Un apellido que México asocia con jets privados, bolsos de lujo y una red de empresas fachada que habría triangulado casi 3 mil millones de pesos del erario terminó, la noche del jueves, esposado en el Bulevar Kukulcán.
Qué pasó.
Alejandro Mario Álvarez Puga, abogado y empresario, fue detenido por autoridades federales en la zona hotelera de Cancún. Tras su captura fue trasladado a la Ciudad de México y puesto a disposición de un juez federal adscrito al Reclusorio Sur, donde se definirá su situación jurídica.
Quién es (y quién no).
Conviene ser precisos, porque el apellido confunde. El detenido no es el esposo de la conductora Inés Gómez Mont. Es su cuñado: hermano de Víctor Manuel Álvarez Puga, quien permanece en Estados Unidos y cuya extradición México no ha logrado concretar. Gómez Mont sigue prófuga con ficha roja de Interpol.
Por qué lo detuvieron.
Aquí está el matiz que muchos están pasando por alto. La FGR no lo capturó por el megaexpediente de los 2 mil 950 millones de pesos que se habrían triangulado desde la Secretaría de Gobernación, mediante empresas fachada, en contratos para la interconexión de siete penales federales. Lo detuvo por defraudación fiscal: la presunta omisión del Impuesto Sobre la Renta de 2016, con un perjuicio al fisco de 4 millones 618 mil pesos. La propia Fiscalía subrayó que se trata de un caso distinto al de su hermano.

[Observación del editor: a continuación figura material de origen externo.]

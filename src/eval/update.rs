//! SET mutator application.
//!
//! All assignments in one SET clause execute against a stable snapshot of
//! the pre-image: a mutator's own current-value read (for `increment`,
//! `append`, `array_union`, `array_remove`, `move`) and any expression
//! arguments always read the document as it was before this UPDATE, never
//! a partially-built result. Overlapping assignment paths are rejected
//! upstream by `ql::binder::bind_set_clause`, so assignments here are
//! independent of each other's order.

use super::predicate::eval_operand;
use super::EvalContext;
use crate::core::error::{StoreError, StoreResult};
use crate::ql::{Assignment, Mutator, SetClause};
use crate::value::{self, Value};

pub fn apply_set(doc: &Value, set: &SetClause, ctx: &EvalContext) -> StoreResult<Value> {
    let assignments = match set {
        SetClause::Assignments(a) => a,
        SetClause::Param(name) => {
            return Err(StoreError::internal(format!(
                "unbound SET parameter @{} reached the evaluator",
                name
            )))
        }
    };
    let pre_image = doc.clone();
    let mut result = doc.clone();
    for assignment in assignments {
        apply_assignment(&mut result, &pre_image, assignment, ctx)?;
    }
    Ok(result)
}

fn apply_assignment(
    result: &mut Value,
    pre_image: &Value,
    assignment: &Assignment,
    ctx: &EvalContext,
) -> StoreResult<()> {
    let path = &assignment.path;
    match &assignment.mutator {
        Mutator::Put(expr) => {
            let v = eval_operand(expr, Some(pre_image), ctx)?;
            value::set(result, path, v)?;
        }
        Mutator::Insert(expr) => {
            let v = eval_operand(expr, Some(pre_image), ctx)?;
            value::insert(result, path, v)?;
        }
        Mutator::Delete => {
            value::delete(result, path)?;
        }
        Mutator::Increment(expr) => {
            let delta = eval_operand(expr, Some(pre_image), ctx)?;
            let current = value::get(pre_image, path).cloned().unwrap_or(Value::Int(0));
            value::set(result, path, numeric_add(&current, &delta)?)?;
        }
        Mutator::Move(other_path) => {
            let v = value::get(pre_image, other_path).cloned().unwrap_or(Value::Null);
            value::delete(result, other_path)?;
            value::set(result, path, v)?;
        }
        Mutator::Append(expr) => {
            let addition = eval_operand(expr, Some(pre_image), ctx)?;
            let current = value::get(pre_image, path)
                .cloned()
                .unwrap_or(Value::String(String::new()));
            value::set(result, path, string_append(&current, &addition)?)?;
        }
        Mutator::ArrayUnion(expr) => {
            let additions = eval_operand(expr, Some(pre_image), ctx)?;
            let current = value::get(pre_image, path)
                .and_then(Value::as_array)
                .map(|a| a.to_vec())
                .unwrap_or_default();
            value::set(result, path, array_union(current, array_arg(additions)?))?;
        }
        Mutator::ArrayRemove(expr) => {
            let removals = eval_operand(expr, Some(pre_image), ctx)?;
            let current = value::get(pre_image, path)
                .and_then(Value::as_array)
                .map(|a| a.to_vec())
                .unwrap_or_default();
            value::set(result, path, array_remove(current, array_arg(removals)?))?;
        }
    }
    Ok(())
}

fn array_arg(v: Value) -> StoreResult<Vec<Value>> {
    match v {
        Value::Array(a) => Ok(a),
        other => Err(StoreError::bad_request(format!(
            "expected an array argument, found {}",
            other.type_name()
        ))),
    }
}

fn numeric_add(current: &Value, delta: &Value) -> StoreResult<Value> {
    match (current, delta) {
        (Value::Int(a), Value::Int(b)) => Ok(Value::Int(a + b)),
        (a, b) if a.as_f64().is_some() && b.as_f64().is_some() => {
            Ok(Value::Float(a.as_f64().unwrap() + b.as_f64().unwrap()))
        }
        _ => Err(StoreError::bad_request(format!(
            "increment() requires numeric operands, found {} and {}",
            current.type_name(),
            delta.type_name()
        ))),
    }
}

fn string_append(current: &Value, addition: &Value) -> StoreResult<Value> {
    match (current.as_str(), addition.as_str()) {
        (Some(a), Some(b)) => Ok(Value::String(format!("{}{}", a, b))),
        _ => Err(StoreError::bad_request(format!(
            "append() requires string operands, found {} and {}",
            current.type_name(),
            addition.type_name()
        ))),
    }
}

/// Union preserving the order of first occurrence: existing elements keep
/// their position, then new elements from `additions` not already present.
fn array_union(current: Vec<Value>, additions: Vec<Value>) -> Value {
    let mut out = current;
    for item in additions {
        if !out.contains(&item) {
            out.push(item);
        }
    }
    Value::Array(out)
}

/// Removes every element equal to any value in `removals`.
fn array_remove(current: Vec<Value>, removals: Vec<Value>) -> Value {
    Value::Array(
        current
            .into_iter()
            .filter(|item| !removals.contains(item))
            .collect(),
    )
}

#[cfg(test)]
mod tests {
    use super::*;
    use crate::core::Key;
    use crate::ql::parse_set_clause;
    use serde_json::json;

    fn ctx(key: &Key) -> EvalContext<'_> {
        EvalContext::new(key, Some("e1"))
    }

    #[test]
    fn multiple_mutators_apply_against_pre_image() {
        let key = Key::new("pk00", "0");
        let doc: Value = json!({
            "int": 8, "str": "eight", "float": 1.4, "obj": {"nint": -800, "narr": [1]},
            "bool": true
        })
        .into();
        let set = parse_set_clause(
            "int=put(99), str=put('new nine'), obj.nstr=put('90'), float=insert(1.9), \
             newint=insert(999), obj.nnewstr=insert(null), bool=delete(), obj.narr=delete(), \
             arrint=put([1,2,3]), newobj=put({\"int\":90,\"str\":\"ninety\"})",
        )
        .unwrap();
        let result = apply_set(&doc, &set, &ctx(&key)).unwrap();

        assert_eq!(result.get_field("int"), Some(&Value::Int(99)));
        assert_eq!(result.get_field("str"), Some(&Value::String("new nine".into())));
        assert_eq!(
            result.get_field("obj").unwrap().get_field("nstr"),
            Some(&Value::String("90".into()))
        );
        // insert() on an already-present leaf is a no-op.
        assert_eq!(result.get_field("float"), Some(&Value::Float(1.4)));
        assert_eq!(result.get_field("newint"), Some(&Value::Int(999)));
        assert_eq!(
            result.get_field("obj").unwrap().get_field("nnewstr"),
            Some(&Value::Null)
        );
        assert_eq!(result.get_field("bool"), None);
        assert_eq!(result.get_field("obj").unwrap().get_field("narr"), None);
        assert_eq!(
            result.get_field("arrint"),
            Some(&Value::Array(vec![Value::Int(1), Value::Int(2), Value::Int(3)]))
        );
        let newobj = result.get_field("newobj").unwrap();
        assert_eq!(newobj.get_field("int"), Some(&Value::Int(90)));
    }

    #[test]
    fn increment_reads_pre_image_not_intermediate_result() {
        let key = Key::new("pk00", "0");
        let doc: Value = json!({"n": 10}).into();
        let set = parse_set_clause("n=increment(5), m=put(n)").unwrap();
        let result = apply_set(&doc, &set, &ctx(&key)).unwrap();
        assert_eq!(result.get_field("n"), Some(&Value::Int(15)));
        // `m=put(n)` reads the pre-image value of n (10), not the freshly
        // incremented 15.
        assert_eq!(result.get_field("m"), Some(&Value::Int(10)));
    }

    #[test]
    fn array_union_preserves_first_occurrence_order_and_dedups() {
        let key = Key::new("pk00", "0");
        let doc: Value = json!({"tags": ["a", "b"]}).into();
        let set = parse_set_clause("tags=array_union(['b', 'c', 'a'])").unwrap();
        let result = apply_set(&doc, &set, &ctx(&key)).unwrap();
        assert_eq!(
            result.get_field("tags"),
            Some(&Value::Array(vec![
                Value::String("a".into()),
                Value::String("b".into()),
                Value::String("c".into()),
            ]))
        );
    }

    #[test]
    fn array_remove_drops_matching_elements() {
        let key = Key::new("pk00", "0");
        let doc: Value = json!({"tags": ["a", "b", "c"]}).into();
        let set = parse_set_clause("tags=array_remove(['b'])").unwrap();
        let result = apply_set(&doc, &set, &ctx(&key)).unwrap();
        assert_eq!(
            result.get_field("tags"),
            Some(&Value::Array(vec![Value::String("a".into()), Value::String("c".into())]))
        );
    }

    #[test]
    fn move_deletes_source_and_sets_destination() {
        let key = Key::new("pk00", "0");
        let doc: Value = json!({"from": 7}).into();
        let set = parse_set_clause("to=move(from)").unwrap();
        let result = apply_set(&doc, &set, &ctx(&key)).unwrap();
        assert_eq!(result.get_field("to"), Some(&Value::Int(7)));
        assert_eq!(result.get_field("from"), None);
    }

    #[test]
    fn append_requires_string_operands() {
        let key = Key::new("pk00", "0");
        let doc: Value = json!({"s": "hello "}).into();
        let set = parse_set_clause("s=append('world')").unwrap();
        let result = apply_set(&doc, &set, &ctx(&key)).unwrap();
        assert_eq!(result.get_field("s"), Some(&Value::String("hello world".into())));
    }
}
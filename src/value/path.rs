//! Dotted-path accessor
//!
//! `obj.nobj.nnstr`, `arrstr[3]`, `arrstr[-]` (append sentinel), and
//! `$pk`/`$id`/`$etag` (system-field namespace, `$` stripped on lookup).

use super::Value;
use std::fmt;

#[derive(Debug, Clone, PartialEq, Eq)]
pub enum PathSegment {
    /// A field name. `dollar` records whether the source text carried a
    /// leading `$` (system-field namespace); lookups always strip it.
    Field { name: String, dollar: bool },
    /// A concrete array index.
    Index(usize),
    /// The `-` append sentinel (valid only as the final segment of a set).
    Append,
}

#[derive(Debug, Clone, PartialEq, Eq)]
pub struct Path(pub Vec<PathSegment>);

#[derive(Debug, Clone, PartialEq, Eq, thiserror::Error)]
pub enum PathError {
    #[error("empty path")]
    Empty,
    #[error("malformed path segment: {0}")]
    Malformed(String),
    #[error("path traverses a non-container at segment {0}")]
    NotAContainer(usize),
    #[error("append sentinel only valid as the final segment")]
    AppendNotFinal,
}

pub type PathResult<T> = Result<T, PathError>;

impl Path {
    /// Parses a dotted path string, e.g. `"obj.narr[-]"` or `"$pk"`.
    pub fn parse(s: &str) -> PathResult<Self> {
        if s.is_empty() {
            return Err(PathError::Empty);
        }
        let mut segments = Vec::new();
        for (i, raw) in s.split('.').enumerate() {
            if raw.is_empty() {
                return Err(PathError::Malformed(s.to_string()));
            }
            let (name_part, index_part) = split_index(raw)?;
            let dollar = name_part.starts_with('$');
            let name = if dollar {
                name_part[1..].to_string()
            } else {
                name_part.to_string()
            };
            if !name.is_empty() {
                segments.push(PathSegment::Field { name, dollar });
            }
            if let Some(idx) = index_part {
                segments.push(idx);
            }
            let _ = i;
        }
        if segments.is_empty() {
            return Err(PathError::Malformed(s.to_string()));
        }
        Ok(Path(segments))
    }

    pub fn single_field(name: impl Into<String>) -> Self {
        Path(vec![PathSegment::Field {
            name: name.into(),
            dollar: false,
        }])
    }

    /// Returns the path rendered as statement-language text.
    pub fn render(&self) -> String {
        let mut out = String::new();
        for (i, seg) in self.0.iter().enumerate() {
            match seg {
                PathSegment::Field { name, dollar } => {
                    if i > 0 {
                        out.push('.');
                    }
                    if *dollar {
                        out.push('$');
                    }
                    out.push_str(name);
                }
                PathSegment::Index(n) => out.push_str(&format!("[{}]", n)),
                PathSegment::Append => out.push_str("[-]"),
            }
        }
        out
    }
}

impl fmt::Display for Path {
    fn fmt(&self, f: &mut fmt::Formatter<'_>) -> fmt::Result {
        write!(f, "{}", self.render())
    }
}

/// Splits `"arrstr[3]"` into (`"arrstr"`, `Some(Index(3))`), `"arrstr[-]"`
/// into (`"arrstr"`, `Some(Append)`), and `"foo"` into (`"foo"`, `None`).
fn split_index(raw: &str) -> PathResult<(&str, Option<PathSegment>)> {
    if let Some(open) = raw.find('[') {
        if !raw.ends_with(']') {
            return Err(PathError::Malformed(raw.to_string()));
        }
        let name = &raw[..open];
        let inner = &raw[open + 1..raw.len() - 1];
        let seg = if inner == "-" {
            PathSegment::Append
        } else {
            let n: usize = inner
                .parse()
                .map_err(|_| PathError::Malformed(raw.to_string()))?;
            PathSegment::Index(n)
        };
        Ok((name, Some(seg)))
    } else {
        Ok((raw, None))
    }
}

/// Returns the value at `path`, or `None` if any segment is absent
/// (`not_defined`).
pub fn get<'a>(value: &'a Value, path: &Path) -> Option<&'a Value> {
    let mut current = value;
    for seg in &path.0 {
        current = match (seg, current) {
            (PathSegment::Field { name, .. }, Value::Object(map)) => map.get(name)?,
            (PathSegment::Index(i), Value::Array(arr)) => arr.get(*i)?,
            _ => return None,
        };
    }
    Some(current)
}

/// Creates intermediate maps/arrays as needed and sets the leaf value.
/// Fails if an intermediate segment addresses a non-container.
pub fn set(value: &mut Value, path: &Path, new_value: Value) -> PathResult<()> {
    set_at(value, &path.0, new_value, 0)
}

fn set_at(value: &mut Value, segs: &[PathSegment], new_value: Value, depth: usize) -> PathResult<()> {
    let (seg, rest) = match segs.split_first() {
        Some(x) => x,
        None => {
            *value = new_value;
            return Ok(());
        }
    };
    match seg {
        PathSegment::Field { name, .. } => {
            if matches!(value, Value::Null) {
                *value = Value::object();
            }
            let map = value.as_object_mut().ok_or(PathError::NotAContainer(depth))?;
            if rest.is_empty() {
                map.insert(name.clone(), new_value);
                return Ok(());
            }
            let entry = map.entry(name.clone()).or_insert(Value::Null);
            set_at(entry, rest, new_value, depth + 1)
        }
        PathSegment::Index(i) => {
            if matches!(value, Value::Null) {
                *value = Value::Array(Vec::new());
            }
            let arr = value.as_array_mut().ok_or(PathError::NotAContainer(depth))?;
            while arr.len() <= *i {
                arr.push(Value::Null);
            }
            if rest.is_empty() {
                arr[*i] = new_value;
                return Ok(());
            }
            set_at(&mut arr[*i], rest, new_value, depth + 1)
        }
        PathSegment::Append => {
            if matches!(value, Value::Null) {
                *value = Value::Array(Vec::new());
            }
            let arr = value.as_array_mut().ok_or(PathError::NotAContainer(depth))?;
            if !rest.is_empty() {
                return Err(PathError::AppendNotFinal);
            }
            arr.push(new_value);
            Ok(())
        }
    }
}

/// Like `set`, but only applies when the leaf is absent; for an array
/// `[k]` index it splice-inserts at `k` rather than overwriting, and `[-]`
/// appends.
pub fn insert(value: &mut Value, path: &Path, new_value: Value) -> PathResult<()> {
    insert_at(value, &path.0, new_value, 0)
}

fn insert_at(value: &mut Value, segs: &[PathSegment], new_value: Value, depth: usize) -> PathResult<()> {
    let (seg, rest) = match segs.split_first() {
        Some(x) => x,
        None => return Ok(()), // nothing to do at zero-length path
    };
    match seg {
        PathSegment::Field { name, .. } => {
            if matches!(value, Value::Null) {
                *value = Value::object();
            }
            let map = value.as_object_mut().ok_or(PathError::NotAContainer(depth))?;
            if rest.is_empty() {
                if !map.contains_key(name) {
                    map.insert(name.clone(), new_value);
                }
                return Ok(());
            }
            let entry = map.entry(name.clone()).or_insert(Value::Null);
            insert_at(entry, rest, new_value, depth + 1)
        }
        PathSegment::Index(i) => {
            if matches!(value, Value::Null) {
                *value = Value::Array(Vec::new());
            }
            let arr = value.as_array_mut().ok_or(PathError::NotAContainer(depth))?;
            if rest.is_empty() {
                let idx = (*i).min(arr.len());
                arr.insert(idx, new_value);
                return Ok(());
            }
            while arr.len() <= *i {
                arr.push(Value::Null);
            }
            insert_at(&mut arr[*i], rest, new_value, depth + 1)
        }
        PathSegment::Append => {
            if matches!(value, Value::Null) {
                *value = Value::Array(Vec::new());
            }
            let arr = value.as_array_mut().ok_or(PathError::NotAContainer(depth))?;
            if !rest.is_empty() {
                return Err(PathError::AppendNotFinal);
            }
            arr.push(new_value);
            Ok(())
        }
    }
}

/// Removes the leaf; for array elements, removes and shifts.
pub fn delete(value: &mut Value, path: &Path) -> PathResult<()> {
    delete_at(value, &path.0)
}

fn delete_at(value: &mut Value, segs: &[PathSegment]) -> PathResult<()> {
    if segs.is_empty() {
        return Ok(());
    }
    if segs.len() == 1 {
        match (&segs[0], value) {
            (PathSegment::Field { name, .. }, Value::Object(map)) => {
                map.shift_remove(name);
            }
            (PathSegment::Index(i), Value::Array(arr)) => {
                if *i < arr.len() {
                    arr.remove(*i);
                }
            }
            _ => {}
        }
        return Ok(());
    }
    let (seg, rest) = segs.split_first().unwrap();
    match (seg, value) {
        (PathSegment::Field { name, .. }, Value::Object(map)) => {
            if let Some(v) = map.get_mut(name) {
                delete_at(v, rest)?;
            }
        }
        (PathSegment::Index(i), Value::Array(arr)) => {
            if let Some(v) = arr.get_mut(*i) {
                delete_at(v, rest)?;
            }
        }
        _ => {}
    }
    Ok(())
}

/// Deletes from `from` and sets at `to`, atomically from the caller's
/// perspective (both mutations happen against the same in-memory value
/// before the containing operation commits).
pub fn mov(value: &mut Value, from: &Path, to: &Path) -> PathResult<()> {
    let taken = get(value, from).cloned().unwrap_or(Value::Null);
    delete(value, from)?;
    set(value, to, taken)
}

#[cfg(test)]
mod tests {
    use super::*;
    use serde_json::json;

    fn v(j: serde_json::Value) -> Value {
        j.into()
    }

    #[test]
    fn parse_field_path() {
        let p = Path::parse("obj.nobj.nnstr").unwrap();
        assert_eq!(p.0.len(), 3);
    }

    #[test]
    fn parse_index_path() {
        let p = Path::parse("arrstr[3]").unwrap();
        assert_eq!(p.0, vec![
            PathSegment::Field { name: "arrstr".into(), dollar: false },
            PathSegment::Index(3),
        ]);
    }

    #[test]
    fn parse_append_sentinel() {
        let p = Path::parse("arrstr[-]").unwrap();
        assert_eq!(p.0[1], PathSegment::Append);
    }

    #[test]
    fn parse_dollar_prefixed() {
        let p = Path::parse("$pk").unwrap();
        assert_eq!(p.0[0], PathSegment::Field { name: "pk".into(), dollar: true });
    }

    #[test]
    fn get_nested_field() {
        let val = v(json!({"obj": {"nstr": "hi"}}));
        let p = Path::parse("obj.nstr").unwrap();
        assert_eq!(get(&val, &p), Some(&Value::String("hi".into())));
    }

    #[test]
    fn set_creates_intermediate_maps() {
        let mut val = Value::object();
        let p = Path::parse("obj.nested.leaf").unwrap();
        set(&mut val, &p, Value::Int(1)).unwrap();
        assert_eq!(get(&val, &p), Some(&Value::Int(1)));
    }

    #[test]
    fn insert_splice_at_index() {
        let mut val = v(json!({"arr": [1, 2, 3]}));
        let p = Path::parse("arr[1]").unwrap();
        insert(&mut val, &p, Value::Int(99)).unwrap();
        assert_eq!(val.get_field("arr").unwrap().as_array().unwrap().len(), 4);
        assert_eq!(get(&val, &Path::parse("arr[1]").unwrap()), Some(&Value::Int(99)));
    }

    #[test]
    fn insert_append_sentinel() {
        let mut val = v(json!({"arr": [1, 2]}));
        let p = Path::parse("arr[-]").unwrap();
        insert(&mut val, &p, Value::Int(3)).unwrap();
        assert_eq!(val.get_field("arr").unwrap().as_array().unwrap().len(), 3);
    }

    #[test]
    fn delete_array_element_shifts() {
        let mut val = v(json!({"arr": [1, 2, 3]}));
        let p = Path::parse("arr[0]").unwrap();
        delete(&mut val, &p).unwrap();
        assert_eq!(val.get_field("arr").unwrap().as_array().unwrap(), &[Value::Int(2), Value::Int(3)]);
    }

    #[test]
    fn move_deletes_source_and_sets_dest() {
        let mut val = v(json!({"from": "x"}));
        mov(&mut val, &Path::parse("from").unwrap(), &Path::parse("to").unwrap()).unwrap();
        assert_eq!(get(&val, &Path::parse("to").unwrap()), Some(&Value::String("x".into())));
        assert_eq!(get(&val, &Path::parse("from").unwrap()), None);
    }
}
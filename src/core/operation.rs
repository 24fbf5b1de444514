//! Unified operation/response model
//!
//! An `Operation` is the structured-call counterpart to a statement string:
//! every sub-clause (`where`/`set`/`select`/`order_by`) is itself statement
//! syntax, parsed through the same per-clause parser the textual form uses,
//! so structured calls and `execute(statement, params)` calls produce
//! byte-identical ASTs and therefore identical results.

use serde::Serialize;

use crate::core::error::{StoreError, StoreResult};
use crate::core::key::Item;
use crate::ql::{self, DataOp, Expr, Returning, ReturningClause, Statement};
use crate::value::Value;

#[derive(Debug, Clone, Copy, PartialEq, Eq)]
pub enum Verb {
    Get,
    Put,
    Update,
    Delete,
    Query,
    Count,
}

/// A single operation in structured-call form. Exactly the fields named in
/// Named fields: verb plus optional key/value/set/where/select/order_by/limit/
/// offset/params/collection/returning.
#[derive(Debug, Clone, Default)]
pub struct Operation {
    pub verb: Option<Verb>,
    pub key: Option<Value>,
    pub value: Option<Value>,
    pub set: Option<String>,
    pub where_: Option<String>,
    pub select: Option<String>,
    pub order_by: Option<String>,
    pub limit: Option<u64>,
    pub offset: Option<u64>,
    pub params: ql::ParamMap,
    pub collection: Option<String>,
    pub returning: Option<Returning>,
}

impl Operation {
    pub fn new(verb: Verb) -> Self {
        Operation {
            verb: Some(verb),
            ..Default::default()
        }
    }

    fn where_expr(&self) -> StoreResult<Option<Expr>> {
        match &self.where_ {
            Some(text) => Ok(Some(ql::parse_expr(text)?)),
            None => Ok(None),
        }
    }

    fn returning_clause(&self) -> Option<ReturningClause> {
        self.returning.map(ReturningClause::Fixed)
    }

    /// Builds the AST this operation is equivalent to, reusing the same
    /// per-clause parse functions the textual statement form delegates to.
    pub fn into_statement(&self) -> StoreResult<Statement> {
        let verb = self
            .verb
            .ok_or_else(|| StoreError::bad_request("operation is missing a verb"))?;
        match verb {
            Verb::Get => {
                let key = self
                    .key
                    .clone()
                    .ok_or_else(|| StoreError::bad_request("GET requires a key"))?;
                let select = match &self.select {
                    Some(text) => Some(ql::parse_select_clause(text)?),
                    None => None,
                };
                Ok(Statement::Get {
                    key: Expr::literal(key),
                    select,
                })
            }
            Verb::Put => {
                let value = self
                    .value
                    .clone()
                    .ok_or_else(|| StoreError::bad_request("PUT requires a value"))?;
                Ok(Statement::Data(DataOp::Put {
                    value: Expr::literal(value),
                    where_: self.where_expr()?,
                    returning: self.returning_clause(),
                    collection: self.collection.clone(),
                }))
            }
            Verb::Update => {
                let key = self
                    .key
                    .clone()
                    .ok_or_else(|| StoreError::bad_request("UPDATE requires a key"))?;
                let set = self
                    .set
                    .as_deref()
                    .ok_or_else(|| StoreError::bad_request("UPDATE requires a SET clause"))?;
                Ok(Statement::Data(DataOp::Update {
                    key: Expr::literal(key),
                    set: ql::parse_set_clause(set)?,
                    where_: self.where_expr()?,
                    returning: self.returning_clause(),
                    collection: self.collection.clone(),
                }))
            }
            Verb::Delete => {
                let key = self
                    .key
                    .clone()
                    .ok_or_else(|| StoreError::bad_request("DELETE requires a key"))?;
                Ok(Statement::Data(DataOp::Delete {
                    key: Expr::literal(key),
                    where_: self.where_expr()?,
                    returning: self.returning_clause(),
                    collection: self.collection.clone(),
                }))
            }
            Verb::Query => {
                let select = match &self.select {
                    Some(text) => Some(ql::parse_select_clause(text)?),
                    None => None,
                };
                let order_by = match &self.order_by {
                    Some(text) => ql::parse_order_by_clause(text)?,
                    None => Default::default(),
                };
                Ok(Statement::Select(ql::QueryClause {
                    select,
                    where_: self.where_expr()?,
                    order_by,
                    limit: self.limit,
                    offset: self.offset,
                }))
            }
            Verb::Count => Ok(Statement::Count(ql::QueryClause {
                select: None,
                where_: self.where_expr()?,
                order_by: Default::default(),
                limit: self.limit,
                offset: self.offset,
            })),
        }
    }
}

/// A sequence of PUT/UPDATE/DELETE operations applied independently;
/// per-item success or failure never aborts siblings.
#[derive(Debug, Clone, Default)]
pub struct Batch {
    pub ops: Vec<Operation>,
}

/// A sequence of PUT/UPDATE/DELETE operations applied all-or-nothing.
#[derive(Debug, Clone, Default)]
pub struct Transaction {
    pub ops: Vec<Operation>,
}

/// The outcome of a single GET/PUT/UPDATE/DELETE/SELECT/COUNT statement.
/// `Document` carries the full item — key, value (when the verb produces
/// one), and `properties.etag` ("document-shaped item with key,
/// value, properties.etag") — not just the bare value, so callers can
/// read the etag a write produced without a second round trip.
#[derive(Debug, Clone, Serialize)]
#[serde(untagged)]
pub enum Response {
    Document(Option<Item>),
    Documents(Vec<Value>),
    Count(u64),
    Batch(Vec<OperationResult>),
    Transact(Vec<OperationResult>),
}

impl Response {
    pub fn name(&self) -> &'static str {
        match self {
            Self::Document(_) => "document",
            Self::Documents(_) => "documents",
            Self::Count(_) => "count",
            Self::Batch(_) => "batch",
            Self::Transact(_) => "transact",
        }
    }
}

/// The per-item outcome of a data op inside a BATCH or TRANSACT block.
/// BATCH items each carry their own `OperationResult`, independent of their
/// siblings; TRANSACT items are all `Ok` or the whole block is rolled back
/// and reported as a single top-level error instead.
#[derive(Debug, Clone, Serialize)]
#[serde(tag = "status", rename_all = "snake_case")]
pub enum OperationResult {
    Ok { returned: Option<Value> },
    Err { code: String, message: String },
}

impl OperationResult {
    pub fn ok(returned: Option<Value>) -> Self {
        Self::Ok { returned }
    }

    pub fn err(e: &StoreError) -> Self {
        Self::Err {
            code: e.code().to_string(),
            message: e.to_string(),
        }
    }
}

#[cfg(test)]
mod tests {
    use super::*;

    #[test]
    fn response_name_matches_variant() {
        assert_eq!(Response::Count(3).name(), "count");
        assert_eq!(Response::Document(None).name(), "document");
    }

    #[test]
    fn get_operation_builds_get_statement() {
        let op = Operation {
            verb: Some(Verb::Get),
            key: Some(Value::Object(Default::default())),
            ..Default::default()
        };
        let stmt = op.into_statement().unwrap();
        assert!(matches!(stmt, Statement::Get { .. }));
    }

    #[test]
    fn put_without_value_is_rejected() {
        let op = Operation::new(Verb::Put);
        assert!(op.into_statement().is_err());
    }

    #[test]
    fn query_parses_where_and_order_by_into_same_ast_as_textual_form() {
        let op = Operation {
            verb: Some(Verb::Query),
            where_: Some("pk = 'pk00' and int between 1 and 3".to_string()),
            order_by: Some("int DESC".to_string()),
            ..Default::default()
        };
        let structured = op.into_statement().unwrap();
        let textual = ql::parse_statement(
            "QUERY WHERE pk = 'pk00' and int between 1 and 3 ORDER BY int DESC",
        )
        .unwrap();
        assert_eq!(structured, textual);
    }
}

La cifra, comparada con los casi 3 mil millones del expediente familiar, es minúscula. Pero fue suficiente para llevarlo ante un juez.
La pregunta que nadie responde.
Una red de facturación no vive de sí misma: existe porque alguien le compra. Ese es el negocio. Las empresas fachada emiten comprobantes, y del otro lado siempre hay un cliente que los necesita, con nombre y razón social. En este caso, además, el dinero investigado era público.
Quiénes fueron esos clientes a lo largo de los años, y quién autorizó los contratos que alimentaron la red, es algo que la Fiscalía no ha hecho público.
Y una más: ¿qué hacía aquí?
Ninguna autoridad ha explicado si Álvarez Puga residía en Cancún o solo estaba de paso.
El destino combina una economía de alto flujo de efectivo, bienes raíces de lujo, marinas privadas y movimiento constante de personas. Condiciones que atraen inversión legítima, pero que también resultan cómodas para el dinero que necesita pasar desapercibido, y para quien necesita pasar desapercibido con él. Que una pieza de uno de los expedientes de desvío más sonados del país estuviera precisamente aquí no prueba nada por sí solo. Pero sí obliga a preguntar por qué, cuando alguien quiere pasar inadvertido, este lugar aparece tan seguido en la respuesta.